Kim Jong-un with his younger sister, Kim Yo-jong (left), on one of the leader’s staged public appearances (EPA/KCNA)

A more illuminating insight into Kim’s actual relationship to the old men hemming him in came last December, when he ordered the execution of his uncle Jang Song-thaek, who had reportedly built up a power base of his own from which he was attempting to control Mr Kim. The dictator’s retribution extended to his powerful uncle’s entire family, not excluding young children and grandchildren.

The demise of Mr Jang was a stark warning to other possible rivals that they would be unwise to offer competition to Mr Kim unless they were in a position to control him. This is what makes the meeting of Mr Hwang with the South’s President Park last week, and his agreement to start new talks, so remarkable. The background of tension between the sibling states was underlined yesterday when they traded machine-gun fire, following the release in the South of a balloon laden with anti-Pyongyang propaganda leaflets.

Mr Hwang’s power base is the Organisation and Guidance Department (OGD), a secretive state agency that reported directly to Mr Kim and was fiercely opposed to Uncle Jang and his clan.

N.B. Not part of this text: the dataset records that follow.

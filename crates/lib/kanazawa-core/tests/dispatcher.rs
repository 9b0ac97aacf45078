use std::sync::Arc;
use std::sync::atomic::{AtomicUsize, Ordering};
use std::time::Duration;

use async_trait::async_trait;
use kanazawa_core::cache::{CacheResult, CacheStore, ManualClock, MemoryCacheStore};
use kanazawa_core::filter::BusFilter;
use kanazawa_core::opendata::{Dataset, OpenDataFetcher, OpenDataRow};
use kanazawa_core::sources::{DataSourceChain, SourceError, ToolBackend};
use kanazawa_core::store::{LocalStore, StoreError, StoreResult};
use kanazawa_core::tools::{DEFAULT_CACHE_TTL, ToolDispatcher, ToolError, ToolParams, ToolRegistry};
use kanazawa_store::models::{
    BusScheduleEntry,
    DataSource,
    GarbageSchedule,
    ToolData,
    ToolResult,
    TouristSpot,
    TransportationStop,
};
use serde_json::{Map, Value, json};

/// Backend that counts invocations before delegating to a chain.
struct CountingBackend {
    chain: DataSourceChain,
    runs: AtomicUsize,
}

impl CountingBackend {
    fn new(chain: DataSourceChain) -> Arc<Self> {
        Arc::new(Self {
            chain,
            runs: AtomicUsize::new(0),
        })
    }

    fn runs(&self) -> usize {
        self.runs.load(Ordering::SeqCst)
    }
}

#[async_trait]
impl ToolBackend for CountingBackend {
    async fn run(&self, params: &ToolParams) -> Result<ToolResult, SourceError> {
        self.runs.fetch_add(1, Ordering::SeqCst);
        self.chain.resolve(params).await
    }
}

/// Backend whose every call fails with a non-recoverable error.
struct FailingBackend {
    runs: AtomicUsize,
}

#[async_trait]
impl ToolBackend for FailingBackend {
    async fn run(&self, _: &ToolParams) -> Result<ToolResult, SourceError> {
        self.runs.fetch_add(1, Ordering::SeqCst);
        Err(SourceError::Store(StoreError::InvalidInput(
            "filter produced an impossible query".to_string(),
        )))
    }
}

/// Cache that counts reads and writes.
struct CountingCache {
    inner: MemoryCacheStore,
    gets: AtomicUsize,
    sets: AtomicUsize,
}

impl CountingCache {
    fn new() -> Arc<Self> {
        Arc::new(Self {
            inner: MemoryCacheStore::new(),
            gets: AtomicUsize::new(0),
            sets: AtomicUsize::new(0),
        })
    }
}

#[async_trait]
impl CacheStore for CountingCache {
    async fn get(&self, key: &str) -> CacheResult<Option<String>> {
        self.gets.fetch_add(1, Ordering::SeqCst);
        self.inner.get(key).await
    }

    async fn set(&self, key: &str, value: String, ttl: Duration) -> CacheResult<()> {
        self.sets.fetch_add(1, Ordering::SeqCst);
        self.inner.set(key, value, ttl).await
    }
}

/// Portal that is always down.
struct DownFetcher {
    calls: AtomicUsize,
}

#[async_trait]
impl OpenDataFetcher for DownFetcher {
    async fn fetch(&self, _: Dataset) -> Vec<OpenDataRow> {
        self.calls.fetch_add(1, Ordering::SeqCst);
        Vec::new()
    }
}

/// Portal that always publishes the same rows.
struct FixedFetcher {
    rows: Vec<OpenDataRow>,
}

#[async_trait]
impl OpenDataFetcher for FixedFetcher {
    async fn fetch(&self, _: Dataset) -> Vec<OpenDataRow> {
        self.rows.clone()
    }
}

fn row(pairs: &[(&str, &str)]) -> OpenDataRow {
    pairs
        .iter()
        .map(|(key, value)| ((*key).to_string(), (*value).to_string()))
        .collect()
}

/// Reachable store with no rows.
struct EmptyStore;

#[async_trait]
impl LocalStore for EmptyStore {
    async fn garbage_schedules(&self, _: &str, _: &str) -> StoreResult<Vec<GarbageSchedule>> {
        Ok(Vec::new())
    }

    async fn tourist_spots(&self, _: &str, _: usize) -> StoreResult<Vec<TouristSpot>> {
        Ok(Vec::new())
    }

    async fn transportation_stops(&self, _: &str) -> StoreResult<Vec<TransportationStop>> {
        Ok(Vec::new())
    }

    async fn bus_schedules(&self, _: &BusFilter) -> StoreResult<Vec<BusScheduleEntry>> {
        Ok(Vec::new())
    }
}

fn params(value: Value) -> Map<String, Value> {
    match value {
        Value::Object(map) => map,
        other => panic!("expected object, got {other}"),
    }
}

fn dispatcher(cache: Arc<dyn CacheStore>, backend: Arc<dyn ToolBackend>) -> ToolDispatcher {
    ToolDispatcher::new(Arc::new(ToolRegistry::new()), cache, backend)
}

#[tokio::test]
async fn repeated_call_is_served_from_cache() {
    let backend = CountingBackend::new(DataSourceChain::new());
    let dispatcher = dispatcher(Arc::new(MemoryCacheStore::new()), backend.clone());
    let request = params(json!({"keyword": "兼六園", "limit": 5}));

    let first = dispatcher
        .execute("search_tourist_spots", &request)
        .await
        .expect("first call");
    let second = dispatcher
        .execute("search_tourist_spots", &request)
        .await
        .expect("second call");

    assert_eq!(backend.runs(), 1);
    assert_eq!(
        first.to_json().expect("serialize"),
        second.to_json().expect("serialize")
    );
}

#[tokio::test]
async fn key_order_does_not_defeat_the_cache() {
    let backend = CountingBackend::new(DataSourceChain::new());
    let dispatcher = dispatcher(Arc::new(MemoryCacheStore::new()), backend.clone());

    let mut first = Map::new();
    first.insert("area_code".to_string(), json!("01"));
    first.insert("date".to_string(), json!("2024-01-15"));
    let mut second = Map::new();
    second.insert("date".to_string(), json!("2024-01-15"));
    second.insert("area_code".to_string(), json!("01"));

    dispatcher.execute("get_garbage_schedule", &first).await.expect("first");
    dispatcher.execute("get_garbage_schedule", &second).await.expect("second");

    assert_eq!(backend.runs(), 1);
}

#[tokio::test]
async fn failing_tiers_fall_back_to_static_stops() {
    let fetcher = Arc::new(DownFetcher {
        calls: AtomicUsize::new(0),
    });
    let chain = DataSourceChain::new()
        .with_open_data(fetcher.clone())
        .with_local_store(Arc::new(EmptyStore));
    let dispatcher = dispatcher(Arc::new(MemoryCacheStore::new()), Arc::new(chain));

    let result = dispatcher
        .execute("get_transportation_info", &params(json!({"type": "train_station"})))
        .await
        .expect("static tier answers");

    assert_eq!(fetcher.calls.load(Ordering::SeqCst), 1);
    assert_eq!(result.data_source, DataSource::Static);
    let ToolData::Transportation(data) = result.data else {
        panic!("expected transportation payload");
    };
    assert!(data.stops.iter().any(|stop| stop.name == "金沢駅"));
}

#[tokio::test]
async fn invalid_parameters_touch_neither_cache_nor_backend() {
    let cache = CountingCache::new();
    let backend = CountingBackend::new(DataSourceChain::new());
    let dispatcher = dispatcher(cache.clone(), backend.clone());

    let err = dispatcher
        .execute("get_garbage_schedule", &params(json!({"area_code": "A1"})))
        .await
        .expect_err("date is required");

    assert!(matches!(err, ToolError::InvalidParameter { .. }));
    assert!(err.is_client_error());
    assert_eq!(cache.gets.load(Ordering::SeqCst), 0);
    assert_eq!(cache.sets.load(Ordering::SeqCst), 0);
    assert_eq!(backend.runs(), 0);
}

#[tokio::test]
async fn unknown_tool_is_rejected() {
    let cache = CountingCache::new();
    let backend = CountingBackend::new(DataSourceChain::new());
    let dispatcher = dispatcher(cache.clone(), backend.clone());

    let err = dispatcher
        .execute("delete_everything", &Map::new())
        .await
        .expect_err("not registered");

    assert!(matches!(err, ToolError::UnknownTool(ref name) if name == "delete_everything"));
    assert_eq!(cache.gets.load(Ordering::SeqCst), 0);
    assert_eq!(backend.runs(), 0);
}

#[tokio::test]
async fn bus_schedule_filters_static_timetable_in_order() {
    let dispatcher = dispatcher(
        Arc::new(MemoryCacheStore::new()),
        Arc::new(DataSourceChain::new()),
    );

    let result = dispatcher
        .execute(
            "get_bus_schedule",
            &params(json!({"time_range": "15:00", "route_name": "材木", "limit": 10})),
        )
        .await
        .expect("static timetable");

    assert_eq!(result.data_source, DataSource::Static);
    let ToolData::BusSchedule(data) = result.data else {
        panic!("expected bus payload");
    };
    let times: Vec<_> = data
        .departures
        .iter()
        .map(|entry| entry.departure_time.as_str())
        .collect();
    assert_eq!(times, vec!["15:00", "15:20", "15:40"]);
    assert!(data.departures.iter().all(|entry| entry.route_name.contains("材木")));
}

#[tokio::test]
async fn bus_schedule_limit_truncates_after_filtering() {
    let dispatcher = dispatcher(
        Arc::new(MemoryCacheStore::new()),
        Arc::new(DataSourceChain::new()),
    );

    let result = dispatcher
        .execute(
            "get_bus_schedule",
            &params(json!({"time_range": "15:00", "route_name": "材木", "limit": "2"})),
        )
        .await
        .expect("static timetable");

    let ToolData::BusSchedule(data) = result.data else {
        panic!("expected bus payload");
    };
    let times: Vec<_> = data
        .departures
        .iter()
        .map(|entry| entry.departure_time.as_str())
        .collect();
    assert_eq!(times, vec!["15:00", "15:20"]);
}

#[tokio::test]
async fn cached_result_expires_after_ttl() {
    let clock = Arc::new(ManualClock::new(0));
    let cache = Arc::new(MemoryCacheStore::with_clock(clock.clone()));
    let backend = CountingBackend::new(DataSourceChain::new());
    let dispatcher = dispatcher(cache, backend.clone());
    let request = params(json!({"type": "bus_stop"}));

    assert_eq!(dispatcher.ttl(), DEFAULT_CACHE_TTL);

    dispatcher
        .execute("get_transportation_info", &request)
        .await
        .expect("first call");
    clock.advance(DEFAULT_CACHE_TTL - Duration::from_secs(1));
    dispatcher
        .execute("get_transportation_info", &request)
        .await
        .expect("within ttl");
    assert_eq!(backend.runs(), 1);

    clock.advance(Duration::from_secs(1));
    dispatcher
        .execute("get_transportation_info", &request)
        .await
        .expect("after ttl");
    assert_eq!(backend.runs(), 2);
}

#[tokio::test]
async fn execution_errors_propagate_and_are_not_cached() {
    let cache = CountingCache::new();
    let backend = Arc::new(FailingBackend {
        runs: AtomicUsize::new(0),
    });
    let dispatcher = dispatcher(cache.clone(), backend.clone());
    let request = params(json!({"keyword": "兼六園"}));

    for _ in 0..2 {
        let err = dispatcher
            .execute("search_tourist_spots", &request)
            .await
            .expect_err("backend fails");
        assert!(matches!(
            err,
            ToolError::Execution {
                tool: "search_tourist_spots",
                ..
            }
        ));
        assert!(!err.is_client_error());
    }

    assert_eq!(backend.runs.load(Ordering::SeqCst), 2);
    assert_eq!(cache.sets.load(Ordering::SeqCst), 0);
}

#[tokio::test]
async fn undecodable_cache_entry_is_treated_as_miss() {
    let cache = Arc::new(MemoryCacheStore::new());
    let backend = CountingBackend::new(DataSourceChain::new());
    let dispatcher = dispatcher(cache.clone(), backend.clone());
    let request = params(json!({"type": "bus_stop"}));

    cache
        .set(
            &kanazawa_core::tools::cache_key("get_transportation_info", &request),
            "not json".to_string(),
            DEFAULT_CACHE_TTL,
        )
        .await
        .expect("seed cache");

    let result = dispatcher
        .execute("get_transportation_info", &request)
        .await
        .expect("backend answers");
    assert_eq!(result.data_source, DataSource::Static);
    assert_eq!(backend.runs(), 1);
}

#[tokio::test]
async fn limit_beyond_store_range_is_a_client_error() {
    let cache = CountingCache::new();
    let backend = CountingBackend::new(DataSourceChain::new().with_local_store(Arc::new(EmptyStore)));
    let dispatcher = dispatcher(cache.clone(), backend.clone());

    let err = dispatcher
        .execute(
            "search_tourist_spots",
            &params(json!({"keyword": "x", "limit": 9_223_372_036_854_775_808_u64})),
        )
        .await
        .expect_err("limit out of range");

    assert!(matches!(err, ToolError::InvalidParameter { .. }));
    assert!(err.is_client_error());
    assert_eq!(backend.runs(), 0);
    assert_eq!(cache.gets.load(Ordering::SeqCst), 0);
}

#[tokio::test]
async fn non_finite_portal_coordinates_are_skipped_and_result_stays_cacheable() {
    let fetcher = Arc::new(FixedFetcher {
        rows: vec![
            row(&[("name", "兼六園 (NaN)"), ("latitude", "NaN"), ("longitude", "136.66")]),
            row(&[("name", "兼六園"), ("latitude", "36.5621"), ("longitude", "136.6625")]),
        ],
    });
    let backend = CountingBackend::new(DataSourceChain::new().with_open_data(fetcher));
    let dispatcher = dispatcher(Arc::new(MemoryCacheStore::new()), backend.clone());
    let request = params(json!({"keyword": "兼六園"}));

    let first = dispatcher
        .execute("search_tourist_spots", &request)
        .await
        .expect("first call");
    dispatcher
        .execute("search_tourist_spots", &request)
        .await
        .expect("second call");

    assert_eq!(backend.runs(), 1);
    assert_eq!(first.data_source, DataSource::OpenData);
    assert!(!first.to_json().expect("serialize").contains("null"));
    let ToolData::TouristSpots(data) = first.data else {
        panic!("expected tourist payload");
    };
    let names: Vec<_> = data.spots.iter().map(|spot| spot.name.as_str()).collect();
    assert_eq!(names, vec!["兼六園"]);
}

Mr Hwang’s olive branch to Seoul is starkly at odds with the hysterical and bellicose trajectory pursued by Mr Kim in his relations with the outside world. A diplomatic U-turn on this scale, it is argued, would need to be executed by the boss – unless the boss is no longer the boss. Though purely circumstantial, this is the best evidence to date that Kim Jong-un has indeed been marginalised.

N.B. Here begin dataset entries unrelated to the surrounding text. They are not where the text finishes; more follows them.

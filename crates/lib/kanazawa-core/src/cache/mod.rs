//! Result cache interfaces.
//!
//! The dispatcher talks to a [`CacheStore`] with atomic single-key get/set and
//! TTL eviction. Two backends exist: an in-process map with a background
//! sweeper and a `SurrealDB` table shared between processes.

pub mod memory;
pub mod surreal;

use std::error::Error;
use std::fmt;
use std::sync::atomic::{AtomicU64, Ordering};
use std::time::{Duration, SystemTime, UNIX_EPOCH};

use async_trait::async_trait;

pub use memory::MemoryCacheStore;
pub use surreal::SurrealCacheStore;

#[derive(Debug)]
pub enum CacheError {
    Surreal(Box<surrealdb::Error>),
}

impl fmt::Display for CacheError {
    fn fmt(&self, f: &mut fmt::Formatter<'_>) -> fmt::Result {
        match self {
            Self::Surreal(err) => write!(f, "cache backend error: {err}"),
        }
    }
}

impl Error for CacheError {}

impl From<surrealdb::Error> for CacheError {
    fn from(err: surrealdb::Error) -> Self {
        Self::Surreal(Box::new(err))
    }
}

pub type CacheResult<T> = Result<T, CacheError>;

/// Key/value store with per-entry time-to-live.
#[async_trait]
pub trait CacheStore: Send + Sync {
    /// Returns the live value for `key`, or `None` when absent or expired.
    async fn get(&self, key: &str) -> CacheResult<Option<String>>;

    /// Stores `value` under `key` for `ttl`.
    async fn set(&self, key: &str, value: String, ttl: Duration) -> CacheResult<()>;
}

/// Millisecond wall clock used for expiry decisions.
pub trait Clock: Send + Sync {
    fn now_ms(&self) -> u64;
}

#[derive(Debug, Clone, Copy, Default)]
pub struct SystemClock;

impl Clock for SystemClock {
    fn now_ms(&self) -> u64 {
        let millis = SystemTime::now()
            .duration_since(UNIX_EPOCH)
            .unwrap_or_default()
            .as_millis();
        u64::try_from(millis).unwrap_or(u64::MAX)
    }
}

/// Clock that only moves when told to.
#[derive(Debug, Default)]
pub struct ManualClock {
    now_ms: AtomicU64,
}

impl ManualClock {
    #[must_use]
    pub const fn new(start_ms: u64) -> Self {
        Self {
            now_ms: AtomicU64::new(start_ms),
        }
    }

    pub fn advance(&self, by: Duration) {
        self.now_ms.fetch_add(duration_ms(by), Ordering::SeqCst);
    }
}

impl Clock for ManualClock {
    fn now_ms(&self) -> u64 {
        self.now_ms.load(Ordering::SeqCst)
    }
}

pub(crate) fn duration_ms(duration: Duration) -> u64 {
    u64::try_from(duration.as_millis()).unwrap_or(u64::MAX)
}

The internet is awash with Kim Jong-un trivia from his love of cheese to his loathing of barbers (AFP PHOTO /KCNA via KNS)

But within North Korea the subject is off limits. The only explanation offered by official North Korean media for the Dear Leader’s long absence is that he was “suffering some discomfort”.

New Focus International, a website dedicated to North Korean affairs, this week published a conversation about Mr Kim’s absence with a person living in the town of Hyesan. “Has he really been gone a month?” the unnamed source asked. “None of us are interested in where Kim Jong-un is or isn’t. On North Korean TV, video clips showing Kim Jong-un conducting ‘on-site guidance’ are shown on a daily basis.

“In residential unit meetings and in the marketplace there have been rumours that ‘the Marshal is feeling poorly.’ But... this is actually the first I’ve heard that Kim Jong-un hasn’t been seen for a month.”

The conversation was ended abruptly because, the website reported, “vehicles from the Ministry of State Security were patrolling at night to detect communication signals”.